Click Here To Read Part I
Click Here To Read Part II



Our Martin Changed Air Cargo

     If you want to learn about August Martin, the great air cargo pilot who flew for Seaboard World Airlines during the 1950’s, and was also the first black man to captain a U.S. flag air cargo airplane, you better plan on either using your old Funk & Wagnall’s Encyclopedia, or visiting the wonderful high school located near JFK International Airport in Queens New York City named in honor of the air pioneer.
     The name August Martin as an internet search, most often comes up as “August” 28, 1963, when “Martin” Luther King delivered his never to be forgotten “I Have A Dream,” speech at the Lincoln Memorial in Washington, D.C.
     This August Martin, a gentle man would go down in history as the first African American to serve as Captain on a U.S. scheduled airline.
     Put another way, before “Augie” as his friends called him, there had never been a black airline captain on the bridge of any U.S. flag airline.

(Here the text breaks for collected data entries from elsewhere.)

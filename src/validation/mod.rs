// SPDX-License-Identifier: MIT
// Copyright 2026 Roland Dreier <roland@rolandd.dev>

//! Declarative form validation.
//!
//! A [`Rule`] describes one field: required-ness, length bounds, numeric
//! bounds and an optional [`Pattern`]. [`validate_field`] evaluates a single
//! value, [`validate_form`] applies a rule set to a submitted form. Checks
//! that span several fields live alongside as plain functions and are layered
//! on top of the per-field pass by the form validators in [`forms`].

pub mod forms;
pub mod rules;

pub use rules::{Pattern, Rule};

use crate::format::format_percent;
use std::collections::{BTreeMap, HashMap};

/// Failing fields mapped to their ordered messages.
pub type FieldErrors = BTreeMap<String, Vec<String>>;

/// Submitted form values keyed by field name.
pub type FormValues = HashMap<String, String>;

/// Outcome of validating a whole form.
#[derive(Debug, Clone, Default, PartialEq)]
pub struct FormValidation {
    pub is_valid: bool,
    pub errors: FieldErrors,
}

impl FormValidation {
    /// Record messages for a field and mark the form invalid.
    ///
    /// Replaces anything the per-field pass reported for that field.
    pub fn reject(&mut self, field: &str, messages: Vec<String>) {
        if messages.is_empty() {
            return;
        }
        self.errors.insert(field.to_string(), messages);
        self.is_valid = false;
    }
}

fn is_blank(value: Option<&str>) -> bool {
    value.map_or(true, |v| v.trim().is_empty())
}

/// Validate one value against a rule.
///
/// Required-ness is checked first and short-circuits: a missing required
/// value reports exactly one message. An empty optional value is valid.
pub fn validate_field(value: Option<&str>, rule: &Rule, label: &str) -> Vec<String> {
    let mut errors = Vec::new();

    if is_blank(value) {
        if rule.required {
            errors.push(format!("{} is required", label));
        }
        return errors;
    }
    let value = value.unwrap_or_default();
    let length = value.chars().count();

    if let Some(min) = rule.min_length {
        if length < min {
            errors.push(format!("{} must be at least {} characters", label, min));
        }
    }

    if let Some(max) = rule.max_length {
        if length > max {
            errors.push(format!("{} must not exceed {} characters", label, max));
        }
    }

    if let Some(pattern) = rule.pattern {
        if !pattern.matches(value) {
            errors.push(
                rule.message
                    .map(str::to_string)
                    .unwrap_or_else(|| format!("{} format is invalid", label)),
            );
        }
    }

    if rule.min.is_some() || rule.max.is_some() {
        match value.trim().parse::<f64>() {
            Ok(number) if number.is_finite() => {
                if let Some(min) = rule.min {
                    if number < min {
                        errors.push(format!("{} must be at least {}", label, min));
                    }
                }
                if let Some(max) = rule.max {
                    if number > max {
                        errors.push(format!("{} must not exceed {}", label, max));
                    }
                }
            }
            _ => errors.push(format!("{} must be a number", label)),
        }
    }

    errors
}

/// Validate every declared field of a form.
///
/// Fields are labelled by their key, matching how the backend reports them.
pub fn validate_form(values: &FormValues, rules: &[(&str, Rule)]) -> FormValidation {
    let mut result = FormValidation {
        is_valid: true,
        errors: FieldErrors::new(),
    };

    for (field, rule) in rules {
        let messages = validate_field(values.get(*field).map(String::as_str), rule, field);
        result.reject(field, messages);
    }

    result
}

/// Integer part of a form value, as the age fields are entered.
fn parse_whole(value: Option<&str>) -> Option<i64> {
    let value = value?.trim();
    if value.is_empty() {
        return None;
    }
    value.parse::<f64>().ok().filter(|v| v.is_finite()).map(|v| v.trunc() as i64)
}

/// Retirement age must exceed the current age.
///
/// Only applies when both values are present.
pub fn validate_retirement_age(current_age: Option<&str>, retirement_age: Option<&str>) -> Vec<String> {
    match (parse_whole(current_age), parse_whole(retirement_age)) {
        (Some(current), Some(retirement)) if retirement <= current => {
            vec!["Retirement age must be greater than current age".to_string()]
        }
        _ => Vec::new(),
    }
}

/// Stock/bond/cash percentages must add up to 100 within 0.01.
pub fn validate_allocation(stocks: f64, bonds: f64, cash: f64) -> Vec<String> {
    let total = stocks + bonds + cash;
    if (total - 100.0).abs() > 0.01 {
        vec![format!(
            "Asset allocation percentages must sum to 100% (currently {})",
            format_percent(total)
        )]
    } else {
        Vec::new()
    }
}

     Although he flew for other carriers, including El Al Israel Airlines and a company called Buffalo Skylines between 1946 and 1955, it was Seaboard World Airlines, an air cargo company, which hired Augie and broke through a glass ceiling in American culture.
     Air cargo put a great aviation pioneer, who happened to be black, in the left seat.
     August Martin, who was born in 1916 had aviation blood in his veins.
     He worked all his life to be a pilot, training as a youngster to fly small prop jobs and later during World War II as a front line Mitchell B26 bomber pilot.
     He also took training at the Tuskegee, Alabama base, which spawned the legendary black pilots who gained fame as The Tuskegee Air Men.
     While awaiting his big break with a scheduled U.S. flag carrier, Augie worked as a stevedore on the New York docks to make ends meet.
     But when SWA came a knocking, August Martin was ready.
     For the next thirteen years Martin piloted the legendary all-cargo aircraft of SWA, including the Lockheed Constellation, Canadair CL44 swing-tail freighter, Douglas DC-4 and DC-6 among others.
     August Martin was not just about breaking through for himself. Augie also gave back big time.
     Often, he would donate his off time and vacations, flying supplies to the impoverished in Africa, and other points of emergency and need around the world.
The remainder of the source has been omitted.